Démystification des idées reçues Depuis le lancement du vaccin contre le cancer du col de l'utérus en Tunisie, les débats publics ont été alimentés par une vague de désinformation sur les réseaux sociaux. Plusieurs publications ont présenté ce vaccin comme un « complot » ou un outil inadapté à « nos sociétés ». L'une des déclarations ayant suscité une vive controverse est celle de la médecin Amel Soua, qui a affirmé : « le vaccin contre le cancer du col de l'utérus est fait pour les sociétés occidentales, où les filles ont des relations sexuelles précoces avec plusieurs partenaires. Ce cancer est causé par un virus sexuellement transmissible, mais une femme chaste et vertueuse, avec la volonté de Dieu, ne tombera pas malade. »
Ces propos, largement partagés, soulèvent des questions courantes, mais propagent également des idées fausses. Voici ce que dit la science.
Les faits scientifiques derrière le cancer du col de l'utérus En effet, le cancer du col de l'utérus est causé dans plus de 95% des cas par une infection persistante au virus du papillome humain (VPH), selon l'Organisation mondiale de la santé (OMS). Le VPH est extrêmement répandu : on estime que 80% des femmes sexuellement actives seront infectées par le virus au cours de leur vie, souvent sans le savoir. L'infection peut survenir dès le premier rapport sexuel, et il n'est pas nécessaire d'avoir plusieurs partenaires pour être exposée au virus. En d'autres termes, aucune femme n'est à l'abri, quel que soit son comportement ou son mode de vie. Le vaccin contre le VPH protège contre les types de virus les plus susceptibles de provoquer un cancer, notamment les types 16 et 18, responsables de 70% des cas de cancer du col. Il est recommandé par l'OMS, le Centre international de recherche sur le cancer (CIRC), et de nombreuses autorités de santé à travers le monde. L'objectif du vaccin est de prévenir l'apparition de lésions précancéreuses, avant même que l'infection ne survienne. C'est pourquoi il est recommandé avant le début de la vie sexuelle, en général entre neuf et quatorze ans.

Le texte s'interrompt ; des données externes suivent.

use std::cmp::Ordering;

use unicode_normalization::char::is_combining_mark;
use unicode_normalization::UnicodeNormalization;

const COMBINING_TILDE: char = '\u{0303}';

/// Sort key under Spanish collation
///
/// Levels, compared in order: base letters (ñ is its own letter between n and
/// o), accents, case (lowercase first), then raw code points so the order is
/// total.
#[derive(Debug, Clone, PartialEq, Eq, PartialOrd, Ord)]
pub struct CollationKey {
    primary: Vec<u32>,
    secondary: Vec<u32>,
    tertiary: Vec<u8>,
    raw: String,
}

#[inline]
fn primary_weight(c: char) -> u32 {
    (c as u32) * 2
}

impl CollationKey {
    pub fn new(text: &str) -> Self {
        let mut primary = Vec::with_capacity(text.len());
        let mut secondary = Vec::with_capacity(text.len());
        let mut tertiary = Vec::with_capacity(text.len());
        let n_weight = primary_weight('n');

        for c in text.nfd() {
            if is_combining_mark(c) {
                let Some(last) = primary.last_mut() else {
                    continue;
                };
                if c == COMBINING_TILDE && *last == n_weight {
                    *last = n_weight + 1;
                } else if let Some(accent) = secondary.last_mut() {
                    if *accent == 0 {
                        *accent = c as u32;
                    }
                }
                continue;
            }

            for lower in c.to_lowercase() {
                primary.push(primary_weight(lower));
                secondary.push(0);
            }
            tertiary.push(u8::from(c.is_uppercase()));
        }

        Self {
            primary,
            secondary,
            tertiary,
            raw: text.to_string(),
        }
    }
}

/// Compare two strings the way a Spanish reader expects them ordered
///
/// `"Árbol"` sorts before `"Azul"` and `"ñoquis"` after `"nuez"`.
pub fn spanish_cmp(a: &str, b: &str) -> Ordering {
    CollationKey::new(a).cmp(&CollationKey::new(b))
}
impl Searcher {
    /// Create a searcher with a transposition table of at least `tt_capacity` slots.
    pub fn new(tt_capacity: usize) -> Self {
        Self {
            tt: TranspositionTable::new(tt_capacity),
            orderer: MoveOrderer::new(),
            stop: StopHandle::new(),
            deadline: None,
            aborted: false,
            nodes: 0,
            sel_depth: 0,
        }
    }

    /// Handle for stopping searches run by this searcher from another thread
    pub fn stop_handle(&self) -> StopHandle {
        self.stop.clone()
    }

    /// Prepare a new top-level search: clear the stop flag, reset counters,
    /// arm the deadline and advance the table generation.
    pub fn begin(&mut self, time_limit: Option<Duration>) {
        self.stop.reset();
        self.stop.set_searching(true);
        self.deadline = time_limit.map(|limit| Instant::now() + limit);
        self.aborted = false;
        self.nodes = 0;
        self.sel_depth = 0;
        self.tt.new_search();
    }

    /// Mark the search as finished.
    pub fn finish(&mut self) {
        self.deadline = None;
        self.stop.set_searching(false);
    }

    /// Nodes visited since [`begin`](Self::begin)
    #[inline]
    pub fn nodes(&self) -> u64 {
        self.nodes
    }

    /// Deepest ply reached since the last [`reset_sel_depth`](Self::reset_sel_depth)
    #[inline]
    pub fn sel_depth(&self) -> u32 {
        self.sel_depth
    }

    pub fn reset_sel_depth(&mut self) {
        self.sel_depth = 0;
    }

    /// Whether the current search was cancelled or ran out of time
    #[inline]
    pub fn is_aborted(&self) -> bool {
        self.aborted
    }

    pub fn tt_hits(&self) -> u64 {
        self.tt.hits()
    }

    pub fn tt_stats(&self) -> TTStats {
        self.tt.stats()
    }

    pub fn clear_hash(&mut self) {
        self.tt.clear();
    }

    pub fn clear_killers(&mut self) {
        self.orderer.clear();
    }

    /// Poll the stop flag and the deadline. Latches once either fires.
    #[inline]
    fn should_stop(&mut self) -> bool {
        if self.aborted {
            return true;
        }
        let expired = self.deadline.is_some_and(|d| Instant::now() >= d);
        if self.stop.is_stopped() || expired {
            self.aborted = true;
            log::debug!(
                "search interrupted after {} nodes ({})",
                self.nodes,
                if expired { "deadline" } else { "stop requested" }
            );
        }
        self.aborted
    }

    /// Score every root move with an independent full-window search of
    /// `depth` plies.
    ///
    /// `root_moves` is reordered in place (hint first). The returned scores
    /// follow that order; if the search is interrupted only the moves
    /// finished before the stop are included.
    pub fn search_root(
        &mut self,
        board: &mut BoardState,
        depth: i32,
        root_moves: &mut [Move],
        hint: Option<Move>,
    ) -> Vec<RootMove> {
        self.orderer.order_moves(root_moves, board, hint, 0);

        let mut scores = Vec::with_capacity(root_moves.len());
        let mut child_pv = Vec::new();

        for &mv in root_moves.iter() {
            if self.should_stop() {
                break;
            }
            if board.make_move(mv).is_err() {
                continue;
            }
            let score = -self.alpha_beta(board, depth - 1, -Score::INFINITY, Score::INFINITY, 1, &mut child_pv);
            undo(board);

            if self.aborted {
                break;
            }
            scores.push(RootMove { mv, score });
        }

        scores
    }

    /// Build up to `count` reported lines from root scores sorted best-first.
    ///
    /// Line scores are converted to the pawns' perspective. Each continuation follows the table's best moves from the position
    /// after the root move, for at most `depth - 1` further plies, and stops
    /// at the first miss, illegal move or finished game.
    pub fn build_lines(&mut self, board: &mut BoardState, scores: &[RootMove], depth: u32, count: usize) -> Vec<PvLine> {
        let mut lines = Vec::with_capacity(count.min(scores.len()));
        let sign = board.side_to_move().sign();

        for root in scores.iter().take(count) {
            if board.make_move(root.mv).is_err() {
                continue;
            }
            let mut moves = vec![root.mv];

            for _ in 1..depth {
                if board.is_game_over() {
                    break;
                }
                let next = self.tt.probe(board.hash()).and_then(|e| e.best_move);
                match next {
                    Some(mv) if board.make_move(mv).is_ok() => moves.push(mv),
                    _ => break,
                }
            }

            for _ in 0..moves.len() {
                undo(board);
            }

            lines.push(PvLine {
                moves,
                score: root.score * sign,
                depth,
            });
        }

        lines
    }

    /// Negamax alpha-beta. Returns the score from the side to move's
    /// perspective and fills `pv` with the best line found below this node.
    fn alpha_beta(
        &mut self,
        board: &mut BoardState,
        depth: i32,
        mut alpha: i32,
        beta: i32,
        ply: u32,
        pv: &mut Vec<Move>,
    ) -> i32 {
        pv.clear();

        if self.should_stop() {
            return 0;
        }

        self.nodes += 1;
        self.sel_depth = self.sel_depth.max(ply);

        let result = board.result();
        if result.is_over() {
            return terminal_score(board, result, ply);
        }

        let hash = board.hash();
        let mut tt_move = None;
        if let Some(entry) = self.tt.probe(hash) {
            tt_move = entry.best_move;
            if entry.depth >= depth {
                let score = score_from_tt(entry.score, ply);
                match entry.entry_type {
                    EntryType::Exact => {
                        pv.extend(entry.best_move);
                        return score;
                    }
                    EntryType::LowerBound if score >= beta => return score,
                    EntryType::UpperBound if score <= alpha => return score,
                    _ => {}
                }
            }
        }

        if depth <= 0 {
            return self.quiescence(board, alpha, beta, ply);
        }

        let mut moves = board.generate_legal_moves();
        self.orderer.order_moves(&mut moves, board, tt_move, ply as usize);

        let mut best_score = -Score::INFINITY;
        let mut best_move = None;
        let mut entry_type = EntryType::UpperBound;
        let mut child_pv = Vec::new();

        for (i, &mv) in moves.iter().enumerate() {
            if i % STOP_CHECK_INTERVAL == 0 && self.should_stop() {
                return 0;
            }
            if board.make_move(mv).is_err() {
                continue;
            }
            let score = -self.alpha_beta(board, depth - 1, -beta, -alpha, ply + 1, &mut child_pv);
            undo(board);

            if self.aborted {
                return 0;
            }

            if score > best_score {
                best_score = score;
                best_move = Some(mv);

                if score > alpha {
                    alpha = score;
                    entry_type = EntryType::Exact;

                    pv.clear();
                    pv.push(mv);
                    pv.extend_from_slice(&child_pv);

                    if score >= beta {
                        entry_type = EntryType::LowerBound;
                        self.orderer.update_cutoff(ply as usize, mv, depth);
                        break;
                    }
                }
            }
        }

        self.tt.store(hash, score_to_tt(best_score, ply), depth, entry_type, best_move);
        best_score
    }

    /// Quiescence search over captures and promotion threats.
    fn quiescence(&mut self, board: &mut BoardState, mut alpha: i32, beta: i32, ply: u32) -> i32 {
        if self.should_stop() {
            return 0;
        }

        self.nodes += 1;
        self.sel_depth = self.sel_depth.max(ply);

        let result = board.result();
        if result.is_over() {
            return terminal_score(board, result, ply);
        }

        let stand_pat = evaluate_relative(board);
        if stand_pat >= beta {
            return beta;
        }
        if stand_pat > alpha {
            alpha = stand_pat;
        }

        let side = board.side_to_move();
        let mut tactical: Vec<Move> = board
            .generate_legal_moves()
            .into_iter()
            .filter(|&mv| is_tactical(side, mv))
            .collect();
        if tactical.is_empty() {
            return stand_pat;
        }
        self.orderer.order_moves(&mut tactical, board, None, ply as usize);

        for mv in tactical {
            if board.make_move(mv).is_err() {
                continue;
            }
            let score = -self.quiescence(board, -beta, -alpha, ply + 1);
            undo(board);

            if self.aborted {
                return 0;
            }
            if score >= beta {
                return beta;
            }
            if score > alpha {
                alpha = score;
            }
        }

        alpha
    }
}
//! Move ordering heuristics
//!
//! Good ordering is what makes alpha-beta fast: the earlier the best move is
//! tried, the more siblings get cut off. Moves are ranked in strict tiers,
//! highest first:
//!
//! 1. Best move from the transposition table
//! 2. Pawn capturing the queen
//! 3. Queen capturing a pawn
//! 4. Killer moves for the current ply (most recent first)
//! 5. Pawn moves onto the last two ranks (promotion threats)
//! 6. Everything else
//!
//! Inside a tier, moves are ranked by history score and then by how far a
//! pawn move advances. Ties keep generation order.

use crate::board::{BoardState, Move, Side, PROMOTION_RANK, TOTAL_SQUARES};

/// Deepest ply with killer slots
pub const MAX_PLY: usize = 128;

const TT_MOVE: i32 = 900_000_000;
const PAWN_TAKES_QUEEN: i32 = 800_000_000;
const QUEEN_TAKES_PAWN: i32 = 700_000_000;
const KILLER_PRIMARY: i32 = 600_000_000;
const KILLER_SECONDARY: i32 = 500_000_000;
const PROMOTION_THREAT: i32 = 400_000_000;

/// History scores saturate here so they never cross a tier boundary
const HISTORY_MAX: i32 = 10_000_000;

/// Pawn move onto one of the last two ranks
#[inline]
pub fn is_promotion_threat(side: Side, mv: Move) -> bool {
    side == Side::Pawns && mv.to.rank() + 1 >= PROMOTION_RANK
}

/// Capture or promotion threat; the moves searched in quiescence
#[inline]
pub fn is_tactical(side: Side, mv: Move) -> bool {
    mv.is_capture() || is_promotion_threat(side, mv)
}

/// Killer and history tables.
///
/// Both persist across iterations and across searches until
/// [`clear`](Self::clear) is called.
pub struct MoveOrderer {
    killers: [[Option<Move>; 2]; MAX_PLY],
    history: [[i32; TOTAL_SQUARES]; TOTAL_SQUARES],
}

impl MoveOrderer {
    pub fn new() -> Self {
        Self {
            killers: [[None; 2]; MAX_PLY],
            history: [[0; TOTAL_SQUARES]; TOTAL_SQUARES],
        }
    }

    /// Reset killers and history.
    pub fn clear(&mut self) {
        self.killers = [[None; 2]; MAX_PLY];
        self.history = [[0; TOTAL_SQUARES]; TOTAL_SQUARES];
        log::trace!("killer and history tables cleared");
    }

    /// Killer moves recorded at `ply`, most recent first
    pub fn killers(&self, ply: usize) -> [Option<Move>; 2] {
        self.killers.get(ply).copied().unwrap_or([None; 2])
    }

    pub fn history_score(&self, mv: Move) -> i32 {
        self.history[mv.from.index()][mv.to.index()]
    }

    /// Ordering score of a single move. Higher is tried first.
    pub fn score_move(&self, board: &BoardState, mv: Move, tt_move: Option<Move>, ply: usize) -> i32 {
        let side = board.side_to_move();

        let tier = if tt_move == Some(mv) {
            TT_MOVE
        } else if mv.is_capture() {
            match side {
                Side::Pawns => PAWN_TAKES_QUEEN,
                Side::Queen => QUEEN_TAKES_PAWN,
            }
        } else {
            let [primary, secondary] = self.killers(ply);
            if primary == Some(mv) {
                KILLER_PRIMARY
            } else if secondary == Some(mv) {
                KILLER_SECONDARY
            } else if is_promotion_threat(side, mv) {
                PROMOTION_THREAT
            } else {
                0
            }
        };

        let advancement = match side {
            Side::Pawns => i32::from(mv.to.rank()),
            Side::Queen => 0,
        };

        tier + self.history_score(mv) * 8 + advancement
    }

    /// Sort moves best-first. The sort is stable, so equal scores keep
    /// generation order.
    pub fn order_moves(&self, moves: &mut [Move], board: &BoardState, tt_move: Option<Move>, ply: usize) {
        let mut scored: Vec<(i32, Move)> = moves
            .iter()
            .map(|&mv| (self.score_move(board, mv, tt_move, ply), mv))
            .collect();
        scored.sort_by(|a, b| b.0.cmp(&a.0));

        for (slot, (_, mv)) in moves.iter_mut().zip(scored) {
            *slot = mv;
        }
    }

    /// Record a beta cutoff. Captures are ordered by their own tier and
    /// do not update killers or history.
    pub fn update_cutoff(&mut self, ply: usize, mv: Move, depth: i32) {
        if mv.is_capture() {
            return;
        }

        if let Some(slot) = self.killers.get_mut(ply) {
            if slot[0] != Some(mv) {
                slot[1] = slot[0];
                slot[0] = Some(mv);
            }
        }

        let entry = &mut self.history[mv.from.index()][mv.to.index()];
        *entry = entry.saturating_add(depth * depth).min(HISTORY_MAX);
    }
}

impl Default for MoveOrderer {
    fn default() -> Self {
        Self::new()
    }
}
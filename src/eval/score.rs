//! Score constants for evaluation and search

/// Score constants shared by the evaluator and the search
pub struct Score;

impl Score {
    /// Win by reaching a terminal state at ply 0
    pub const MATE: i32 = 100_000;
    /// Bound larger than any reachable score
    pub const INFINITY: i32 = 1_000_000;
    /// Scores beyond this magnitude encode a forced result
    pub const MATE_THRESHOLD: i32 = Self::MATE - 1_000;

    /// Static value of a decided game, as seen by the evaluator
    pub const DECIDED: i32 = Self::MATE - 100;

    pub const PAWN: i32 = 100;
    pub const QUEEN: i32 = 900;
}

/// Whether a score encodes a forced win or loss
#[inline]
pub fn is_mate_score(score: i32) -> bool {
    score.abs() > Score::MATE_THRESHOLD
}

#[cfg(test)]
mod tests {
    use super::*;

    #[test]
    fn test_mate_score_detection() {
        assert!(is_mate_score(Score::MATE - 5));
        assert!(is_mate_score(-(Score::MATE - 5)));
        assert!(is_mate_score(Score::DECIDED));
        assert!(!is_mate_score(Score::QUEEN * 8));
        assert!(!is_mate_score(0));
    }
}
//! Search module for the Pigs and Farmers engine
//!
//! Contains:
//! - Transposition table for caching search results
//! - Move ordering (killer and history heuristics)
//! - Negamax alpha-beta search with quiescence and cancellation

pub mod alphabeta;
pub mod ordering;
pub mod tt;

pub use alphabeta::{PvLine, RootMove, Searcher, StopHandle};
pub use ordering::{MoveOrderer, MAX_PLY};
pub use tt::{EntryType, TTEntry, TTStats, TranspositionTable};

Les autres facteurs de risque et les idées reçues sur la sexualité Réduire le cancer du col de l'utérus à la seule sexualité est une vision simpliste et scientifiquement erronée. Il existe quelques facteurs de risque reconnus, comme le tabagisme qui affaiblit les défenses immunitaires et rend plus difficile l'élimination du VPH. La multiparité aussi augmente le risque de transformation des cellules du col. Les infections sexuellement transmissibles concomitantes, comme le VIH ou la chlamydia, ou encore l'utilisation prolongée de contraception orale pendant plus de cinq ans, sont également des facteurs de risque. Ces facteurs montrent que le risque de développer un cancer du col de l'utérus ne dépend pas uniquement de la moralité ou du comportement sexuel, mais bien de facteurs biologiques, environnementaux et médicaux.
Le vaccin, une avancée en santé publique mondiale L'affirmation selon laquelle seules les femmes sexuellement très actives peuvent développer un cancer du col de l'utérus est infondée et dangereuse. Elle véhicule une stigmatisation injustifiée et peut détourner des milliers de jeunes filles d'un outil de prévention sûr, efficace et salvateur. Le vaccin contre le VPH n'est ni un complot, ni réservé à l'Occident. C'est une avancée majeure en santé publique, capable de sauver des vies partout dans le monde, y compris en Tunisie. Comme pour tout vaccin, ou même pour tout médicament, des effets indésirables peuvent exister : il est donc préférable de s'informer auprès de son médecin traitant plutôt que de se fier aux publications en ligne.